Point mutations in the mitochondrial genome are associated with a variety of metabolic disorders. The myopathy, encephalopathy, lactic acidosis, stroke-like episodes syndrome (MELAS), is most frequently associated with an A to G transition at position 3243 of the mitochondrial tRNA(Leu(UUR)) gene, and is characterized by biochemical and structural alterations of mitochondria. In the present study, we analyzed proteomic changes in an immortalized B-cell line harbouring the MELAS A3243G mutation by two-dimensional difference gel electrophoresis and immunoblot analysis. Although the cell line contained only 10% mutated mitochondrial genomes, we detected significant alterations in numerous proteins associated with the actin cytoskeleton and in nuclear-encoded subunits of mitochondrial respiratory chain complexes. Notably, mitochondrial Lon protease and Hsp60 were deregulated in MELAS cells, indicating an effect on the mitochondrial protein quality control system.
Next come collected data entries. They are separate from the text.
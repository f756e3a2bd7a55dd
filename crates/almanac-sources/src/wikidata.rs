//! SPARQL client for the Wikidata Query Service.
//!
//! Wraps [`reqwest::Client`] with the endpoint, User-Agent, and result
//! format the query service expects, plus the bibliometric queries the
//! collector runs. Long counts over the scholarly graph (~37M articles) can
//! take a while, so each query carries its own timeout.

use std::{collections::BTreeMap, time::Duration};

use reqwest::header::{ACCEPT, HeaderMap, HeaderValue, USER_AGENT};
use serde::Deserialize;

use crate::{Error, Result, config::PartnerJournal};

const SPARQL_RESULTS_JSON: &str = "application/sparql-results+json";

/// Timeout for cheap, well-indexed queries.
const QUERY_TIMEOUT: Duration = Duration::from_secs(60);
/// Timeout for full-graph counts.
const LONG_QUERY_TIMEOUT: Duration = Duration::from_secs(120);

/// Pause between consecutive per-journal queries, to stay polite.
pub(crate) const QUERY_PACING: Duration = Duration::from_millis(500);

// ─── Wire types ──────────────────────────────────────────────────────────────

/// The SPARQL 1.1 JSON results format.
#[derive(Debug, Clone, Deserialize)]
pub struct SparqlResponse {
  #[serde(default)]
  pub head: SparqlHead,
  pub results: SparqlResults,
}

#[derive(Debug, Clone, Default, Deserialize)]
pub struct SparqlHead {
  #[serde(default)]
  pub vars: Vec<String>,
}

#[derive(Debug, Clone, Deserialize)]
pub struct SparqlResults {
  #[serde(default)]
  pub bindings: Vec<BTreeMap<String, SparqlCell>>,
}

/// One bound cell: a URI or literal with its lexical value.
#[derive(Debug, Clone, Deserialize)]
pub struct SparqlCell {
  #[serde(rename = "type")]
  pub kind: Option<String>,
  pub value: String,
  #[serde(default)]
  pub datatype: Option<String>,
}

impl SparqlResponse {
  /// The value bound to `var` in the first result row, if any.
  pub fn first_value(&self, var: &str) -> Option<&str> {
    self
      .results
      .bindings
      .first()
      .and_then(|row| row.get(var))
      .map(|cell| cell.value.as_str())
  }
}

/// A journal item found on Wikidata.
#[derive(Debug, Clone, serde::Serialize)]
pub struct JournalMatch {
  pub qid: String,
  pub label: Option<String>,
  pub issn: Option<String>,
}

// ─── Client ──────────────────────────────────────────────────────────────────

/// Async SPARQL client for one endpoint.
///
/// Cheap to clone — the inner [`reqwest::Client`] is `Arc`-based.
#[derive(Clone)]
pub struct SparqlClient {
  client: reqwest::Client,
  endpoint: String,
}

impl SparqlClient {
  pub fn new(endpoint: impl Into<String>, user_agent: &str) -> Result<Self> {
    let mut headers = HeaderMap::new();
    headers.insert(ACCEPT, HeaderValue::from_static(SPARQL_RESULTS_JSON));
    if let Ok(ua) = HeaderValue::from_str(user_agent) {
      headers.insert(USER_AGENT, ua);
    }

    let client = reqwest::Client::builder()
      .default_headers(headers)
      .timeout(LONG_QUERY_TIMEOUT)
      .build()?;
    Ok(Self { client, endpoint: endpoint.into() })
  }

  /// Run a SPARQL query and parse the JSON results.
  pub async fn query(&self, sparql: &str) -> Result<SparqlResponse> {
    self.query_with_timeout(sparql, QUERY_TIMEOUT).await
  }

  pub async fn query_with_timeout(
    &self,
    sparql: &str,
    timeout: Duration,
  ) -> Result<SparqlResponse> {
    let response = self
      .client
      .get(&self.endpoint)
      .query(&[("query", sparql), ("format", "json")])
      .timeout(timeout)
      .send()
      .await?
      .error_for_status()?;
    Ok(response.json().await?)
  }

  async fn count(&self, sparql: &str, timeout: Duration) -> Result<u64> {
    let response = self.query_with_timeout(sparql, timeout).await?;
    extract_count(&response)
  }

  // ── Graph-wide counts ─────────────────────────────────────────────────

  /// Total scholarly articles (`Q13442814`) in Wikidata. Heavy query.
  pub async fn count_scholarly_articles(&self) -> Result<u64> {
    let query = "SELECT (COUNT(?item) AS ?count) WHERE {\n  \
                   ?item wdt:P31 wd:Q13442814 .\n}";
    self.count(query, LONG_QUERY_TIMEOUT).await
  }

  /// Scholarly articles carrying `P1343` (described by source).
  pub async fn count_p1343_scholarly_articles(&self) -> Result<u64> {
    let query = "SELECT (COUNT(?item) AS ?count) WHERE {\n  \
                   ?item wdt:P31/wdt:P279* wd:Q13442814 .\n  \
                   ?item wdt:P1343 ?source .\n}";
    self.count(query, QUERY_TIMEOUT).await
  }

  /// Total `P2860` (cites work) relationships. Heavy query.
  pub async fn count_citations_p2860(&self) -> Result<u64> {
    let query = "SELECT (COUNT(?citation) AS ?count) WHERE {\n  \
                   ?item wdt:P2860 ?citation .\n}";
    self.count(query, LONG_QUERY_TIMEOUT).await
  }

  // ── Per-journal counts ────────────────────────────────────────────────

  /// Articles published in the journal (`P1433` published-in).
  pub async fn count_journal_articles(&self, qid: &str) -> Result<u64> {
    let query = format!(
      "SELECT (COUNT(?article) AS ?count) WHERE {{\n  \
         ?article wdt:P1433 wd:{qid} .\n}}"
    );
    self.count(&query, QUERY_TIMEOUT).await
  }

  /// Outgoing `P2860` citations from articles published in the journal.
  pub async fn count_journal_citations(&self, qid: &str) -> Result<u64> {
    let query = format!(
      "SELECT (COUNT(?citation) AS ?count) WHERE {{\n  \
         ?article wdt:P1433 wd:{qid} .\n  \
         ?article wdt:P2860 ?citation .\n}}"
    );
    self.count(&query, QUERY_TIMEOUT).await
  }

  // ── Journal lookup ────────────────────────────────────────────────────

  /// Look a journal up by its ISSN (`P236`). The most reliable route.
  pub async fn journal_by_issn(&self, issn: &str) -> Result<Option<JournalMatch>> {
    let query = format!(
      "SELECT ?item ?itemLabel WHERE {{\n  \
         ?item wdt:P236 \"{}\" .\n  \
         SERVICE wikibase:label {{ bd:serviceParam wikibase:language \"en\" . }}\n}}\n\
       LIMIT 1",
      escape_literal(issn)
    );
    let response = self.query(&query).await?;
    Ok(response.results.bindings.first().and_then(journal_match))
  }

  /// Case-insensitive substring search over academic-journal items
  /// (`Q737498` and subclasses). Returns up to 10 candidates.
  pub async fn search_journals(&self, name: &str) -> Result<Vec<JournalMatch>> {
    let query = format!(
      "SELECT ?item ?itemLabel ?issn WHERE {{\n  \
         ?item wdt:P31/wdt:P279* wd:Q737498 .\n  \
         ?item rdfs:label ?label .\n  \
         FILTER(CONTAINS(LCASE(?label), LCASE(\"{}\")))\n  \
         OPTIONAL {{ ?item wdt:P236 ?issn . }}\n  \
         SERVICE wikibase:label {{ bd:serviceParam wikibase:language \"en\" . }}\n}}\n\
       LIMIT 10",
      escape_literal(name)
    );
    let response = self.query(&query).await?;
    Ok(response.results.bindings.iter().filter_map(journal_match).collect())
  }

  // ── Discovery ─────────────────────────────────────────────────────────

  /// Try to find a QID for each journal: ISSN lookup first, then a name
  /// search truncated at the first parenthesis. Per-journal failures are
  /// logged and reported as "not found"; the sweep always completes.
  pub async fn discover_journals<'a>(
    &self,
    journals: impl IntoIterator<Item = &'a PartnerJournal>,
  ) -> Vec<Discovery> {
    let mut results = Vec::new();

    for journal in journals {
      let mut found = Discovery {
        name: journal.name.clone(),
        issn: journal.issn.clone(),
        qid: None,
        label: None,
        method: None,
      };

      if let Some(issn) = &journal.issn {
        match self.journal_by_issn(issn).await {
          Ok(Some(m)) => {
            found.qid = Some(m.qid);
            found.label = m.label;
            found.method = Some(DiscoveryMethod::Issn);
          }
          Ok(None) => {}
          Err(e) => tracing::warn!(journal = %journal.name, error = %e, "ISSN lookup failed"),
        }
      }

      if found.qid.is_none() {
        let needle = journal.name.split('(').next().unwrap_or(&journal.name).trim();
        match self.search_journals(needle).await {
          Ok(matches) => {
            if let Some(m) = matches.into_iter().next() {
              found.qid = Some(m.qid);
              found.label = m.label;
              found.method = Some(DiscoveryMethod::NameSearch);
            }
          }
          Err(e) => tracing::warn!(journal = %journal.name, error = %e, "name search failed"),
        }
      }

      results.push(found);
      tokio::time::sleep(QUERY_PACING).await;
    }

    results
  }
}

/// How a journal's QID was found during discovery.
#[derive(Debug, Clone, Copy, PartialEq, Eq, serde::Serialize)]
#[serde(rename_all = "snake_case")]
pub enum DiscoveryMethod {
  Issn,
  NameSearch,
}

/// Discovery outcome for one registry journal.
#[derive(Debug, Clone, serde::Serialize)]
pub struct Discovery {
  pub name: String,
  pub issn: Option<String>,
  pub qid: Option<String>,
  pub label: Option<String>,
  pub method: Option<DiscoveryMethod>,
}

// ─── Helpers ─────────────────────────────────────────────────────────────────

pub(crate) fn extract_count(response: &SparqlResponse) -> Result<u64> {
  let raw = response.first_value("count").ok_or(Error::MalformedResponse {
    service: "wikidata",
    detail: "no `count` binding in result".to_owned(),
  })?;
  raw.parse().map_err(|_| Error::MalformedResponse {
    service: "wikidata",
    detail: format!("`count` is not an unsigned integer: {raw:?}"),
  })
}

/// Build a [`JournalMatch`] from one binding row; the QID is the final path
/// segment of the item URI.
pub(crate) fn journal_match(row: &BTreeMap<String, SparqlCell>) -> Option<JournalMatch> {
  let item = row.get("item")?;
  let qid = item.value.rsplit('/').next()?.to_owned();
  Some(JournalMatch {
    qid,
    label: row.get("itemLabel").map(|c| c.value.clone()),
    issn: row.get("issn").map(|c| c.value.clone()),
  })
}

/// Escape a string for inclusion in a double-quoted SPARQL literal.
pub(crate) fn escape_literal(raw: &str) -> String {
  raw.replace('\\', "\\\\").replace('"', "\\\"")
}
By immunofluorescence microscopy, we detected mitochondrial Lon protease accumulation and changes in actin-binding proteins preferentially in MELAS cells containing numerous mitochondria with mutated genomes. Enzymatic assays revealed that Lon protease activity is increased in MELAS cell lysates. Although Lon protease has been shown to degrade misfolded proteins and to stabilize respiratory chain complexes within mitochondria, our MELAS cell line exhibited a higher sensitivity to mitochondrial stress. These findings provide novel insights into the cellular response to dysfunctional mitochondria containing mutated genomes.